Brief: Looking at the data, count the lines where the word "Instant" occurs and answer with only the number.

[Saved entries]

++++++++++++++++++++

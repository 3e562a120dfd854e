//! Four-table fan-out for the subject school, the national aggregate and a
//! comparison school.

use serde::{Deserialize, Serialize};
use tracing::{Instrument, info, info_span};

use elev_model::{
    BullyingRow, DataSourceMode, IndicatorRow, OrgNr, ParticipationRow, Sourced, TableKind,
    TableSet, ThemeRow, YearId,
};

use crate::api::StatsApi;
use crate::error::Result;
use crate::source::DataSource;

/// Source mode of each table in a [`TableSet`].
#[derive(Debug, Clone, Copy, Default, PartialEq, Eq, Serialize, Deserialize)]
pub struct TableModes {
    pub indikatorer: DataSourceMode,
    pub temaer: DataSourceMode,
    pub mobbing: DataSourceMode,
    pub deltakelse: DataSourceMode,
}

impl TableModes {
    pub fn get(&self, kind: TableKind) -> DataSourceMode {
        match kind {
            TableKind::Indikatorer => self.indikatorer,
            TableKind::Temaer => self.temaer,
            TableKind::Mobbing => self.mobbing,
            TableKind::Deltakelse => self.deltakelse,
        }
    }

    pub fn iter(&self) -> impl Iterator<Item = (TableKind, DataSourceMode)> + '_ {
        TableKind::ALL.iter().map(|kind| (*kind, self.get(*kind)))
    }
}

/// A [`TableSet`] together with where each of its tables came from.
#[derive(Debug, Clone, Default, PartialEq, Serialize, Deserialize)]
pub struct FetchedTables {
    pub tables: TableSet,
    pub modes: TableModes,
}

impl FetchedTables {
    /// Badge summary: fallback if any table fell back, otherwise
    /// unavailable if any table is missing, otherwise live.
    pub fn mode(&self) -> DataSourceMode {
        let any = |wanted: DataSourceMode| self.modes.iter().any(|(_, mode)| mode == wanted);
        if any(DataSourceMode::Fallback) {
            DataSourceMode::Fallback
        } else if any(DataSourceMode::Unavailable) {
            DataSourceMode::Unavailable
        } else {
            DataSourceMode::Live
        }
    }

    fn assemble(
        indikatorer: Sourced<Vec<IndicatorRow>>,
        temaer: Sourced<Vec<ThemeRow>>,
        mobbing: Sourced<Vec<BullyingRow>>,
        deltakelse: Sourced<Vec<ParticipationRow>>,
    ) -> Self {
        Self {
            modes: TableModes {
                indikatorer: indikatorer.mode,
                temaer: temaer.mode,
                mobbing: mobbing.mode,
                deltakelse: deltakelse.mode,
            },
            tables: TableSet {
                indikatorer: indikatorer.payload,
                temaer: temaer.payload,
                mobbing: mobbing.payload,
                deltakelse: deltakelse.payload,
            },
        }
    }
}

impl<A: StatsApi> DataSource<A> {
    /// All four tables for the subject school.
    ///
    /// Tables degrade independently; the first snapshot failure is returned
    /// once every fetch has completed.
    pub async fn fetch_all_data(&self, years: &[YearId]) -> Result<FetchedTables> {
        let span = info_span!("fetch_tables", scope = "school", years = years.len());
        async {
            let (indikatorer, temaer, mobbing, deltakelse) = tokio::join!(
                self.school_table(TableKind::Indikatorer, years),
                self.school_table(TableKind::Temaer, years),
                self.school_table(TableKind::Mobbing, years),
                self.school_table(TableKind::Deltakelse, years),
            );
            let fetched = FetchedTables::assemble(indikatorer?, temaer?, mobbing?, deltakelse?);
            info!(
                rows = fetched.tables.total_rows(),
                mode = %fetched.mode(),
                "school tables ready"
            );
            Ok(fetched)
        }
        .instrument(span)
        .await
    }

    /// All four tables for the national aggregate.
    pub async fn fetch_all_national_data(&self, years: &[YearId]) -> FetchedTables {
        let span = info_span!("fetch_tables", scope = "national", years = years.len());
        async {
            let (indikatorer, temaer, mobbing, deltakelse) = tokio::join!(
                self.national_table(TableKind::Indikatorer, years),
                self.national_table(TableKind::Temaer, years),
                self.national_table(TableKind::Mobbing, years),
                self.national_table(TableKind::Deltakelse, years),
            );
            let fetched = FetchedTables::assemble(indikatorer, temaer, mobbing, deltakelse);
            info!(
                rows = fetched.tables.total_rows(),
                mode = %fetched.mode(),
                "national tables ready"
            );
            fetched
        }
        .instrument(span)
        .await
    }

    /// All four tables for a comparison school.
    pub async fn fetch_all_school_data(&self, years: &[YearId], org_nr: &OrgNr) -> FetchedTables {
        let span = info_span!(
            "fetch_tables",
            scope = "comparison",
            org_nr = %org_nr,
            years = years.len()
        );
        async {
            let (indikatorer, temaer, mobbing, deltakelse) = tokio::join!(
                self.organization_table(TableKind::Indikatorer, years, org_nr),
                self.organization_table(TableKind::Temaer, years, org_nr),
                self.organization_table(TableKind::Mobbing, years, org_nr),
                self.organization_table(TableKind::Deltakelse, years, org_nr),
            );
            let fetched = FetchedTables::assemble(indikatorer, temaer, mobbing, deltakelse);
            info!(
                rows = fetched.tables.total_rows(),
                mode = %fetched.mode(),
                "comparison tables ready"
            );
            fetched
        }
        .instrument(span)
        .await
    }
}
//! Orchestrator over the remote API and the snapshot store.
//!
//! Every operation degrades on its own: a failing remote call is logged and
//! replaced by the snapshot (subject school) or an empty, unavailable payload
//! (national aggregate, comparison school). Only snapshot failures escape.

use std::time::Instant;

use serde::de::DeserializeOwned;
use tracing::{info, warn};

use elev_model::{OrgNr, Sourced, TableKind, YearId};

use crate::api::{
    Scope, StatsApi, TableQuery, decode_rows, rows_from_payload, year_ids_from_payload,
};
use crate::config::SourceConfig;
use crate::error::{FetchError, Result};
use crate::fallback::FallbackStore;
use crate::http::HttpStatsApi;

/// Survey data source for one subject school.
#[derive(Debug, Clone)]
pub struct DataSource<A> {
    api: A,
    fallback: FallbackStore,
    org_nr: OrgNr,
    page_size: u32,
    offline: bool,
}

impl DataSource<HttpStatsApi> {
    /// Data source backed by the public statistics API.
    pub fn http(config: &SourceConfig) -> Result<Self> {
        let api = HttpStatsApi::new(config)?;
        Self::new(api, config)
    }
}

impl<A: StatsApi> DataSource<A> {
    pub fn new(api: A, config: &SourceConfig) -> Result<Self> {
        let org_nr = OrgNr::new(config.org_nr.clone())?;
        Ok(Self {
            api,
            fallback: FallbackStore::new(config.fallback_dir.clone()),
            org_nr,
            page_size: config.page_size,
            offline: config.offline,
        })
    }

    pub fn api(&self) -> &A {
        &self.api
    }

    pub fn org_nr(&self) -> &OrgNr {
        &self.org_nr
    }

    pub fn fallback(&self) -> &FallbackStore {
        &self.fallback
    }

    pub fn is_offline(&self) -> bool {
        self.offline
    }

    /// Survey years with data for the subject school, ascending.
    pub async fn available_years(&self) -> Result<Sourced<Vec<YearId>>> {
        if self.offline {
            return Ok(Sourced::fallback(self.fallback.years().await?));
        }

        let remote = match self.api.year_status().await {
            Ok(payload) => year_ids_from_payload(&payload).map_err(FetchError::from),
            Err(err) => Err(err),
        };

        match remote {
            Ok(years) => {
                info!(years = years.len(), mode = "live", "resolved survey years");
                Ok(Sourced::live(years))
            }
            Err(err) => {
                warn!(error = %err, "year discovery failed, using snapshot");
                Ok(Sourced::fallback(self.fallback.years().await?))
            }
        }
    }

    /// One table for the subject school, falling back to its snapshot.
    pub async fn school_table<R: DeserializeOwned>(
        &self,
        kind: TableKind,
        years: &[YearId],
    ) -> Result<Sourced<Vec<R>>> {
        if years.is_empty() {
            // Nothing to request; the tag still reports which source would serve it.
            return Ok(if self.offline {
                Sourced::fallback(Vec::new())
            } else {
                Sourced::live(Vec::new())
            });
        }

        if !self.offline {
            let scope = Scope::Organization(self.org_nr.clone());
            match self.remote_rows(kind, years, scope).await {
                Ok(rows) => return Ok(Sourced::live(rows)),
                Err(err) => {
                    warn!(
                        table_id = kind.table_id(),
                        error = %err,
                        "table fetch failed, using snapshot"
                    );
                }
            }
        }

        let rows = self.fallback.table_rows(kind).await?;
        let rows = decode_rows(kind, rows);
        info!(
            table_id = kind.table_id(),
            row_count = rows.len(),
            mode = "fallback",
            "table loaded"
        );
        Ok(Sourced::fallback(rows))
    }

    /// One table for the national aggregate. Failure yields an empty payload.
    pub async fn national_table<R: DeserializeOwned>(
        &self,
        kind: TableKind,
        years: &[YearId],
    ) -> Sourced<Vec<R>> {
        self.scoped_table(kind, years, Scope::National).await
    }

    /// One table for an arbitrary organization. Failure yields an empty payload.
    pub async fn organization_table<R: DeserializeOwned>(
        &self,
        kind: TableKind,
        years: &[YearId],
        org_nr: &OrgNr,
    ) -> Sourced<Vec<R>> {
        self.scoped_table(kind, years, Scope::Organization(org_nr.clone()))
            .await
    }

    async fn scoped_table<R: DeserializeOwned>(
        &self,
        kind: TableKind,
        years: &[YearId],
        scope: Scope,
    ) -> Sourced<Vec<R>> {
        if self.offline {
            return Sourced::unavailable(Vec::new());
        }
        if years.is_empty() {
            return Sourced::live(Vec::new());
        }

        match self.remote_rows(kind, years, scope).await {
            Ok(rows) => Sourced::live(rows),
            Err(err) => {
                warn!(
                    table_id = kind.table_id(),
                    error = %err,
                    "table fetch failed, no snapshot for this scope"
                );
                Sourced::unavailable(Vec::new())
            }
        }
    }

    async fn remote_rows<R: DeserializeOwned>(
        &self,
        kind: TableKind,
        years: &[YearId],
        scope: Scope,
    ) -> std::result::Result<Vec<R>, FetchError> {
        let start = Instant::now();
        let query = TableQuery::new(years, scope, self.page_size);
        let payload = self.api.table_data(kind, &query).await?;
        let rows = decode_rows(kind, rows_from_payload(payload));
        info!(
            table_id = kind.table_id(),
            row_count = rows.len(),
            duration_ms = start.elapsed().as_millis() as u64,
            mode = "live",
            "table loaded"
        );
        Ok(rows)
    }
}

++++++++++++++++++++

Written answer: 2